La marcha del desterrado
- Última actualización en 10 Agosto 2012
- Escrito por: Armando Olveira
La mirada desatenta apenas disimulaba un recóndito tormento. Su mayor preocupación no era la subsistencia material. Tampoco parecía convincente su pretendido papel de “hoja suelta por el mundo”. Vivía perseguido por martirizantes fantasías que auguraban una muerte solitaria en tierra remota. Sufría, más que por la distancia, por el olvido.

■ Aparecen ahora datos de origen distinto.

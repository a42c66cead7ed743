//! # fieldsync-core
//!
//! Foundation crate for the Fieldsync offline-first synchronization engine.
//! Defines identifier types, the entity/operation/blob data model, errors,
//! configuration, and the storage + remote-client traits.
//! Every other crate in the workspace depends on this.

pub mod blob;
pub mod config;
pub mod errors;
pub mod id;
pub mod op;
pub mod record;
pub mod traits;

// Re-export the most commonly used types at the crate root.
pub use blob::{BlobRecord, BlobState};
pub use config::SyncConfig;
pub use errors::{FieldsyncError, FieldsyncResult};
pub use id::{BlobId, EntityId, OperationId, RemoteId, TempId};
pub use op::{OpKind, OpStatus, PendingOperation};
pub use record::{EntityRecord, RecordLifecycle, SyncFailure};
//! StoreEngine — owns the connection pool and implements the full local
//! store interface consumed by the synchronization engine and the facade.

use std::path::Path;

use chrono::{DateTime, Utc};
use serde_json::Value;

use fieldsync_core::blob::BlobRecord;
use fieldsync_core::errors::FieldsyncResult;
use fieldsync_core::id::{BlobId, EntityId, OperationId, RemoteId, TempId};
use fieldsync_core::op::{OpStatus, PendingOperation};
use fieldsync_core::record::{EntityRecord, RecordLifecycle, SyncFailure};
use fieldsync_core::traits::{
    IBlobStore, ICacheSlots, IIdentityMap, IOperationLog, IRecordStore,
};

use crate::migrations;
use crate::pool::ConnectionPool;
use crate::queries;

/// The durable local store. All writes go through the single writer; reads
/// use the pool's read ring when file-backed.
pub struct StoreEngine {
    pool: ConnectionPool,
}

impl StoreEngine {
    /// Open a store backed by a file on disk.
    pub fn open(path: &Path) -> FieldsyncResult<Self> {
        let engine = Self {
            pool: ConnectionPool::open(path, 4)?,
        };
        engine.initialize()?;
        Ok(engine)
    }

    /// Open an in-memory store (for testing).
    pub fn open_in_memory() -> FieldsyncResult<Self> {
        let engine = Self {
            pool: ConnectionPool::open_in_memory()?,
        };
        engine.initialize()?;
        Ok(engine)
    }

    fn initialize(&self) -> FieldsyncResult<()> {
        self.pool.with_writer(migrations::run_migrations)
    }

    fn with_reader<F, T>(&self, f: F) -> FieldsyncResult<T>
    where
        F: FnOnce(&rusqlite::Connection) -> FieldsyncResult<T>,
    {
        self.pool.with_reader(f)
    }
}

impl IRecordStore for StoreEngine {
    fn put_record(&self, record: &EntityRecord) -> FieldsyncResult<()> {
        self.pool
            .with_writer(|conn| queries::record_crud::put_record(conn, record))
    }

    fn get_record(&self, entity_id: &EntityId) -> FieldsyncResult<Option<EntityRecord>> {
        self.with_reader(|conn| queries::record_crud::get_record(conn, entity_id))
    }

    fn delete_record(&self, entity_id: &EntityId) -> FieldsyncResult<()> {
        self.pool
            .with_writer(|conn| queries::record_crud::delete_record(conn, entity_id))
    }

    fn list_records(
        &self,
        service_id: &str,
        entity_type: &str,
    ) -> FieldsyncResult<Vec<EntityRecord>> {
        self.with_reader(|conn| queries::record_crud::list_records(conn, service_id, entity_type))
    }

    fn set_lifecycle(
        &self,
        entity_id: &EntityId,
        lifecycle: RecordLifecycle,
    ) -> FieldsyncResult<()> {
        self.pool
            .with_writer(|conn| queries::record_crud::set_lifecycle(conn, entity_id, lifecycle))
    }

    fn flag_sync_error(&self, entity_id: &EntityId, failure: &SyncFailure) -> FieldsyncResult<()> {
        self.pool
            .with_writer(|conn| queries::record_crud::flag_sync_error(conn, entity_id, failure))
    }

    fn rewrite_entity_id(&self, temp: &TempId, remote: &RemoteId) -> FieldsyncResult<()> {
        self.pool
            .with_writer(|conn| queries::record_crud::rewrite_entity_id(conn, temp, remote))
    }
}

impl IOperationLog for StoreEngine {
    fn enqueue(&self, op: &PendingOperation) -> FieldsyncResult<OperationId> {
        self.pool
            .with_writer(|conn| queries::op_log::enqueue(conn, op))
    }

    fn get_op(&self, id: &OperationId) -> FieldsyncResult<Option<PendingOperation>> {
        self.with_reader(|conn| queries::op_log::get_op(conn, id))
    }

    fn eligible(
        &self,
        now: DateTime<Utc>,
        limit: usize,
    ) -> FieldsyncResult<Vec<PendingOperation>> {
        self.with_reader(|conn| queries::op_log::eligible(conn, now, limit))
    }

    fn mark_in_flight(&self, id: &OperationId) -> FieldsyncResult<u32> {
        self.pool
            .with_writer(|conn| queries::op_log::mark_in_flight(conn, id))
    }

    fn mark_synced(&self, id: &OperationId) -> FieldsyncResult<()> {
        self.pool
            .with_writer(|conn| queries::op_log::mark_synced(conn, id))
    }

    fn mark_failed(
        &self,
        id: &OperationId,
        error: &str,
        next_eligible_at: DateTime<Utc>,
        terminal: bool,
    ) -> FieldsyncResult<()> {
        self.pool.with_writer(|conn| {
            queries::op_log::mark_failed(conn, id, error, next_eligible_at, terminal)
        })
    }

    fn dependents_of(&self, id: &OperationId) -> FieldsyncResult<Vec<OperationId>> {
        self.with_reader(|conn| queries::op_log::dependents_of(conn, id))
    }

    fn ops_for_target(&self, target: &EntityId) -> FieldsyncResult<Vec<PendingOperation>> {
        self.with_reader(|conn| queries::op_log::ops_for_target(conn, target))
    }

    fn remove_with_dependents(&self, id: &OperationId) -> FieldsyncResult<usize> {
        self.pool
            .with_writer(|conn| queries::op_log::remove_with_dependents(conn, id))
    }

    fn requeue_in_flight(&self) -> FieldsyncResult<usize> {
        self.pool
            .with_writer(queries::op_log::requeue_in_flight)
    }

    fn count_by_status(&self, status: OpStatus) -> FieldsyncResult<usize> {
        self.with_reader(|conn| queries::op_log::count_by_status(conn, status))
    }
}

impl IIdentityMap for StoreEngine {
    fn record_mapping(
        &self,
        temp: &TempId,
        remote: &RemoteId,
        entity_type: &str,
    ) -> FieldsyncResult<()> {
        self.pool.with_writer(|conn| {
            queries::id_map_ops::record_mapping(conn, temp, remote, entity_type)
        })
    }

    fn resolve(&self, temp: &TempId) -> FieldsyncResult<Option<RemoteId>> {
        self.with_reader(|conn| queries::id_map_ops::resolve(conn, temp))
    }

    fn reverse_resolve(&self, remote: &RemoteId) -> FieldsyncResult<Option<TempId>> {
        self.with_reader(|conn| queries::id_map_ops::reverse_resolve(conn, remote))
    }
}

impl IBlobStore for StoreEngine {
    fn put_blob(&self, record: &BlobRecord, bytes: &[u8]) -> FieldsyncResult<()> {
        self.pool
            .with_writer(|conn| queries::blob_ops::put_blob(conn, record, bytes))
    }

    fn get_blob(&self, id: &BlobId) -> FieldsyncResult<Option<BlobRecord>> {
        self.with_reader(|conn| queries::blob_ops::get_blob(conn, id))
    }

    fn blob_bytes(&self, id: &BlobId) -> FieldsyncResult<Option<Vec<u8>>> {
        self.with_reader(|conn| queries::blob_ops::blob_bytes(conn, id))
    }

    fn blobs_for_entity(&self, entity_id: &EntityId) -> FieldsyncResult<Vec<BlobRecord>> {
        self.with_reader(|conn| queries::blob_ops::blobs_for_entity(conn, entity_id))
    }

    fn release_uploaded(&self, id: &BlobId, remote_asset_id: &str) -> FieldsyncResult<()> {
        self.pool
            .with_writer(|conn| queries::blob_ops::release_uploaded(conn, id, remote_asset_id))
    }

    fn remove_blobs_for_entity(&self, entity_id: &EntityId) -> FieldsyncResult<usize> {
        self.pool
            .with_writer(|conn| queries::blob_ops::remove_blobs_for_entity(conn, entity_id))
    }
}

impl ICacheSlots for StoreEngine {
    fn put_slot(
        &self,
        service_id: &str,
        entity_type: &str,
        key: &str,
        value: &Value,
    ) -> FieldsyncResult<()> {
        self.pool.with_writer(|conn| {
            queries::cache_ops::put_slot(conn, service_id, entity_type, key, value)
        })
    }

    fn get_slot(
        &self,
        service_id: &str,
        entity_type: &str,
        key: &str,
    ) -> FieldsyncResult<Option<Value>> {
        self.with_reader(|conn| queries::cache_ops::get_slot(conn, service_id, entity_type, key))
    }

    fn remove_slot(&self, service_id: &str, entity_type: &str, key: &str) -> FieldsyncResult<()> {
        self.pool.with_writer(|conn| {
            queries::cache_ops::remove_slot(conn, service_id, entity_type, key)
        })
    }
}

“Os aseguro que es muy poco divertido encontrarse en un país extraño, sin amigos y sin cuenta corriente. De todos modos, aun en las peores situaciones me tengo por feliz comparándome con aquellos compatriotas alojados en los campos de concentración y en las cárceles de Franco. Ni siquiera me cambio por quienes gozan los favores del Caudillo. ¡Que les aproveche!” La última frase repicaba en tono agudo, como sonoro despecho. Como doloroso recuerdo que laceraba su maltratada sensibilidad.
Cruzando la inevitable plaza Cagancha, se encontró con Andrés Fernández, un compañero uruguayo de causa, idealista y aventurero; escapado por pura buena suerte de la Madrid nacional.
—Voy a lo del doctor Quijano. ¿Quiere que se lo presente? –fue la cálida invitación.
—Muy bien –respondió el resignado español–. Nunca debe uno perder la ocasión de enriquecer su archivo de tipos raros.
El comentario sorprendió a Fernández, tanto por la forma como por el destinatario: un influyente intelectual, militante en primera línea a favor de la diáspora antifranquista.
El extranjero se apuró a aclararle que no era despectivo. Recordaría –sin perder el humor– la sorpresa que le había causado un discurso de aquel llamativo personaje. “Fue en cierto mitin celebrado con motivo de una solemnidad ibérica de fecha reciente. Estaba yo en el gallinero o paraíso del teatro, cuando vi aparecer en el escenario a un hombre con cara de malhumor. Me dio gracia su figura gordezuela, de niño a quien le daba asco el mundo entero. Tenía una mano metida en el bolsillo del pantalón y con la otra accionaba bruscamente cual si le tirara piedras al público. Me gustó ese insólito ademán oratorio, tan distinto de lo habitual. Generalmente quienes hablan en público, o trinan como aves canoras, estirando el cuello en la rama de un árbol, lloran, o ríen, como actrices dramáticas. Me atrajo su mensaje. Dijo que había por ahí, dentro de trajes americanos, abundante cosecha de demócratas. Quijano, demócrata, si los hay, estaba disgustado con tan copiosos frutos. Al parecer, el gesto de asco le venía de que, si la cosecha de última hora era rica, en cambio estaba podrida. Yo venía de Europa, donde no hay muchos próceres democráticos, ni siquiera podridos, y me daba por muy contento de hallarlos en América, aunque fuese en tan mal estado de conservación. Pero, así era él, según explicaron mis eventuales compañeros.”